__WORK REQUEST__
Search the listing for "derivative" and copy every line where it appears.

**** RECORD EXCERPTS ****

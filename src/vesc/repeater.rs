// Keep-alive for fire-and-forget commands
//
// VESC firmware drops duty-cycle and RPM commands after a receive timeout, so
// the last one sent to each motor is replayed on a fixed period.

use std::collections::BTreeMap;
use std::time::Duration;

use super::MotorId;
use super::codec::{self, CanFrame};

/// Default replay period
pub const DEFAULT_REPEAT_PERIOD: Duration = Duration::from_millis(500);

/// The last command told to the bus for one motor
#[derive(Debug, Clone, Copy, PartialEq, Eq)]
pub struct OutgoingCommand {
    pub id: u32,
    pub payload: i32,
}

impl OutgoingCommand {
    pub fn frame(&self) -> CanFrame {
        codec::encode_raw(self.id, self.payload)
    }
}

#[derive(Debug, Default)]
pub struct CommandRepeater {
    slots: BTreeMap<MotorId, OutgoingCommand>,
}

impl CommandRepeater {
    pub fn new() -> Self {
        Self::default()
    }

    /// Replace the stored command for a motor
    pub fn remember(&mut self, motor_id: MotorId, command: OutgoingCommand) {
        self.slots.insert(motor_id, command);
    }

    pub fn get(&self, motor_id: MotorId) -> Option<&OutgoingCommand> {
        self.slots.get(&motor_id)
    }

    pub fn len(&self) -> usize {
        self.slots.len()
    }

    pub fn is_empty(&self) -> bool {
        self.slots.is_empty()
    }

    /// Frames to replay, one per motor that ever got a command
    pub fn frames(&self) -> impl Iterator<Item = CanFrame> + '_ {
        self.slots.values().map(OutgoingCommand::frame)
    }
}
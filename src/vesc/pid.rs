// Position hold controller driven by tachometer feedback
//
// Output is a duty cycle in [-1, 1]. The controller only runs while holding a
// target; any direct duty-cycle or velocity command drops it back to idle.

use serde::{Deserialize, Serialize};
use tracing::debug;

/// Tachometer steps for one full output rotation
pub const STEPS_PER_REVOLUTION: i32 = 42;

/// Errors within this many steps produce no correction
pub const DEAD_BAND: i32 = 1;

/// Gains for one position controller
#[derive(Debug, Clone, Copy, Default, PartialEq, Serialize, Deserialize)]
pub struct PidGains {
    pub kp: f32,
    #[serde(default)]
    pub ki: f32,
    #[serde(default)]
    pub kd: f32,
    /// Configured but not part of the control law yet
    #[serde(default)]
    pub gravity_compensation: f32,
}

impl PidGains {
    pub fn new(kp: f32, ki: f32, kd: f32) -> Self {
        Self {
            kp,
            ki,
            kd,
            gravity_compensation: 0.0,
        }
    }
}

#[derive(Debug, Clone)]
pub struct PositionController {
    gains: PidGains,
    target: i32,
    prev_error: i32,
    total_error: i32,
    active: bool,
}

impl PositionController {
    pub fn new(gains: PidGains) -> Self {
        Self {
            gains,
            target: 0,
            prev_error: 0,
            total_error: 0,
            active: false,
        }
    }

    /// Start (or keep) holding the given rotation.
    ///
    /// Error history is carried over from the previous target.
    pub fn set_target_rotation(&mut self, degrees: f32) {
        self.active = true;
        self.target = degrees_to_steps(degrees);
    }

    /// Stop holding. Error history is left as is and ignored until reactivated.
    pub fn deactivate(&mut self) {
        self.active = false;
    }

    pub fn is_active(&self) -> bool {
        self.active
    }

    pub fn target(&self) -> i32 {
        self.target
    }

    pub fn gains(&self) -> &PidGains {
        &self.gains
    }

    pub fn previous_error(&self) -> i32 {
        self.prev_error
    }

    pub fn accumulated_error(&self) -> i32 {
        self.total_error
    }

    /// Run one control step against the measured tachometer position.
    ///
    /// Returns `None` while idle. Inside the dead band the integral still
    /// accumulates but the output is zero and the previous error is kept.
    pub fn step(&mut self, current: i32) -> Option<f32> {
        if !self.active {
            return None;
        }

        let error = self.target.saturating_sub(current);
        self.total_error = self.total_error.saturating_add(error);

        if error.abs() <= DEAD_BAND {
            return Some(0.0);
        }

        let derivative = error.saturating_sub(self.prev_error);
        let raw = error as f32 * self.gains.kp
            + self.total_error as f32 * self.gains.ki
            + derivative as f32 * self.gains.kd;
        self.prev_error = error;

        // inf - inf
        if raw.is_nan() {
            return Some(0.0);
        }
        let output = raw.clamp(-1.0, 1.0);

        debug!(
            "PID step: target={}, current={}, error={}, total={}, output={}",
            self.target, current, error, self.total_error, output
        );
        Some(output)
    }
}

/// Convert degrees to the nearest whole tachometer step
pub fn degrees_to_steps(degrees: f32) -> i32 {
    (f64::from(degrees) / 360.0 * f64::from(STEPS_PER_REVOLUTION)).round() as i32
}

#[cfg(test)]
mod tests {
    use super::*;

    fn holding(gains: PidGains, target_steps: i32) -> PositionController {
        let mut pid = PositionController::new(gains);
        pid.set_target_rotation(target_steps as f32 * 360.0 / STEPS_PER_REVOLUTION as f32);
        assert_eq!(pid.target(), target_steps);
        pid
    }

    #[test]
    fn test_degrees_to_steps_rounds() {
        assert_eq!(degrees_to_steps(0.0), 0);
        assert_eq!(degrees_to_steps(360.0), 42);
        assert_eq!(degrees_to_steps(-360.0), -42);
        // 10 / 360 * 42 = 1.1667
        assert_eq!(degrees_to_steps(10.0), 1);
        // 90 / 360 * 42 = 10.5
        assert_eq!(degrees_to_steps(90.0), 11);
        assert_eq!(degrees_to_steps(80.0), 9);
    }

    #[test]
    fn test_idle_produces_nothing() {
        let mut pid = PositionController::new(PidGains::new(1.0, 0.0, 0.0));
        assert!(!pid.is_active());
        assert_eq!(pid.step(100), None);
    }

    #[test]
    fn test_dead_band_outputs_zero() {
        let gains = PidGains::new(0.5, 0.1, 0.2);
        for current in [9, 10, 11] {
            let mut pid = holding(gains, 10);
            assert_eq!(pid.step(current), Some(0.0), "current={}", current);
        }
    }

    #[test]
    fn test_dead_band_still_integrates() {
        // Integral keeps accumulating inside the dead band and previous error is untouched.
        let mut pid = holding(PidGains::new(0.5, 0.1, 0.2), 10);
        pid.step(9);
        pid.step(9);
        assert_eq!(pid.accumulated_error(), 2);
        assert_eq!(pid.previous_error(), 0);
    }

    #[test]
    fn test_output_always_clamped() {
        let gains = PidGains::new(1.0e30, -1.0e30, 1.0e30);
        let mut pid = holding(gains, 42);
        for current in [-100_000, -5, 0, 40, 44, 500, i32::MAX, i32::MIN] {
            let output = pid.step(current).unwrap();
            assert!((-1.0..=1.0).contains(&output), "output {} out of range", output);
        }
    }

    #[test]
    fn test_proportional_only() {
        let mut pid = holding(PidGains::new(0.01, 0.0, 0.0), 11);
        let output = pid.step(0).unwrap();
        assert!((output - 0.11).abs() < 1e-6);

        let output = pid.step(22).unwrap();
        assert!((output + 0.11).abs() < 1e-6);
    }

    #[test]
    fn test_repeated_steps_grow_integral() {
        let mut pid = holding(PidGains::new(0.01, 0.001, 0.05), 20);

        let mut last_total = pid.accumulated_error();
        let mut outputs = Vec::new();
        for _ in 0..5 {
            outputs.push(pid.step(10).unwrap());
            assert!(pid.accumulated_error() > last_total);
            last_total = pid.accumulated_error();
            assert_eq!(pid.previous_error(), 10);
        }
        assert_eq!(pid.accumulated_error(), 50);

        // After the first step the derivative term vanishes and only the integral moves the output.
        let step = outputs[2] - outputs[1];
        assert!((step - 0.01).abs() < 1e-5);
        assert!((outputs[3] - outputs[2] - step).abs() < 1e-5);
    }

    #[test]
    fn test_retarget_keeps_error_history() {
        let mut pid = holding(PidGains::new(0.01, 0.0, 0.0), 20);
        pid.step(0);
        assert_eq!(pid.accumulated_error(), 20);
        assert_eq!(pid.previous_error(), 20);

        pid.set_target_rotation(0.0);
        assert!(pid.is_active());
        assert_eq!(pid.accumulated_error(), 20);
        assert_eq!(pid.previous_error(), 20);
    }

    #[test]
    fn test_deactivate_and_resume() {
        let mut pid = holding(PidGains::new(0.01, 0.0, 0.0), 20);
        pid.deactivate();
        assert_eq!(pid.step(0), None);
        pid.set_target_rotation(0.0);
        assert_eq!(pid.step(0), Some(0.0));
    }

    #[test]
    fn test_gravity_compensation_is_not_applied() {
        // The gain is accepted but has no effect on the output yet.
        let mut plain = holding(PidGains::new(0.01, 0.0, 0.0), 20);
        let mut compensated = holding(
            PidGains {
                gravity_compensation: 0.3,
                ..PidGains::new(0.01, 0.0, 0.0)
            },
            20,
        );
        assert_eq!(plain.step(5), compensated.step(5));
        assert_eq!(compensated.gains().gravity_compensation, 0.3);
    }
}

****

__TASK OUTPUT__
        let derivative = error.saturating_sub(self.prev_error);
            + derivative as f32 * self.gains.kd;
        // After the first step the derivative term vanishes and only the integral moves the output.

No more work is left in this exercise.